Moscow Moscow Moscow Moscow Moscow Moscow
TheaterWorks
Review by Fred Sokol | Season Schedule

Also see Fred's reviews of Finding Neverland, Raging Skillet and At Home at the Zoo


Cristin Milioti, Tavi Gevinson, Rebecca Henderson,
and Sheaun McKinney

Photo by Daniel Rader
Halley Feiffer's Moscow Moscow Moscow Moscow Moscow Moscow, a spectacularly and eccentrically bizarre yet successful play in a world premiere production at the Williamstown Theatre Festival through August 6th, is not about Moscow. The wildly imaginative playwright has adapted Chekhov's Three Sisters by going contemporary in various ways. The writer is fortunate to have a gifted set of actors and a director, Trip Cullman, whose creativity equals her own. Those familiar with the Russian classic will experience recognition since more than merely the names of the characters recall the original text. From moment one, though, this one flies off into another orbit. Most of the bits are sublime; everyone watching will have favorites, and perhaps others not in that category.

Olga (Rebecca Henderson) opens the proceedings with an expletive-laced assessment of her life and herself. She's older than her siblings and unmarried. Let's say she is not exactly optimistic. Actress Cristin Milioti plays Masha, the middle sister, one who has frenetically comic temper tantrums. Blonde Irina (Tavi Gevinson) finds that every man, so it seems, is attracted to her and wants to sleep with her.
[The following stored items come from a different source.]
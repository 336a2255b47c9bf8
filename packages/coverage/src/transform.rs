//! Per-kind normalization of a feature class into singlepart polygons.
//!
//! Each transform ends by appending to the run's accumulator and returns
//! the number of polygons it appended.

use gdb_coverage_engine::{BufferDissolve, Layer};
use gdb_coverage_models::FeatureClassRef;

use crate::CoverageError;
use crate::context::PipelineContext;

/// Signature shared by the three transforms.
pub type Transform =
    fn(&mut PipelineContext<'_>, &FeatureClassRef, &Layer) -> Result<usize, CoverageError>;

/// Polygon input: dissolve everything into one multipart footprint, then
/// explode and append.
///
/// # Errors
///
/// Returns [`CoverageError::GeometryEngine`] if a geometry is not areal
/// or an engine step fails.
pub fn polygon(
    ctx: &mut PipelineContext<'_>,
    class: &FeatureClassRef,
    layer: &Layer,
) -> Result<usize, CoverageError> {
    let engine = ctx.engine();
    let artifacts = ctx.artifacts();
    let engine_err = CoverageError::engine(&class.name);

    let polygons = layer.to_polygon_layer().map_err(&engine_err)?;
    let dissolved = engine.dissolve(&polygons).map_err(&engine_err)?;
    ctx.keep_polygons(&dissolved, &artifacts.class_dissolved(class))?;

    let finished = engine.explode(&dissolved);
    ctx.keep_singlepart(&finished, &artifacts.class_finished(class))?;

    ctx.append(class, layer.len(), finished)
}

/// Point input: buffer with all buffers merged by the buffer step itself,
/// then explode and append.
///
/// # Errors
///
/// Returns [`CoverageError::GeometryEngine`] if an engine step fails.
pub fn point(
    ctx: &mut PipelineContext<'_>,
    class: &FeatureClassRef,
    layer: &Layer,
) -> Result<usize, CoverageError> {
    let engine = ctx.engine();
    let artifacts = ctx.artifacts();
    let engine_err = CoverageError::engine(&class.name);

    let buffered = engine
        .buffer(layer, ctx.config().point_buffer_m, BufferDissolve::All)
        .map_err(&engine_err)?;
    ctx.keep_polygons(&buffered, &artifacts.class_buffer(class))?;

    let finished = engine.explode(&buffered);
    ctx.keep_singlepart(&finished, &artifacts.class_finished(class))?;

    ctx.append(class, layer.len(), finished)
}

/// Line input: buffer each line on its own, dissolve the buffers, then
/// explode and append.
///
/// # Errors
///
/// Returns [`CoverageError::GeometryEngine`] if an engine step fails.
pub fn line(
    ctx: &mut PipelineContext<'_>,
    class: &FeatureClassRef,
    layer: &Layer,
) -> Result<usize, CoverageError> {
    let engine = ctx.engine();
    let artifacts = ctx.artifacts();
    let engine_err = CoverageError::engine(&class.name);

    let buffered = engine
        .buffer(layer, ctx.config().line_buffer_m, BufferDissolve::None)
        .map_err(&engine_err)?;
    ctx.keep_polygons(&buffered, &artifacts.class_buffer(class))?;

    let dissolved = engine.dissolve(&buffered).map_err(&engine_err)?;
    ctx.keep_polygons(&dissolved, &artifacts.class_dissolved(class))?;

    let finished = engine.explode(&dissolved);
    ctx.keep_singlepart(&finished, &artifacts.class_finished(class))?;

    ctx.append(class, layer.len(), finished)
}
All she wants, really, is to get back to Moscow. Still, she does couple with Tuzenbach (Micah Stock) who is a baron. The three sisters are disgusted to be stuck in a Russian countryside house in 1900.

Their father died a year before and their brother Andrey (Thomas Sadoski) is on the university teaching track. He falls for or with Natasha (Jeanine Serralles), pretty much known as a whore. Eventually, Natasha and Andrey have a baby.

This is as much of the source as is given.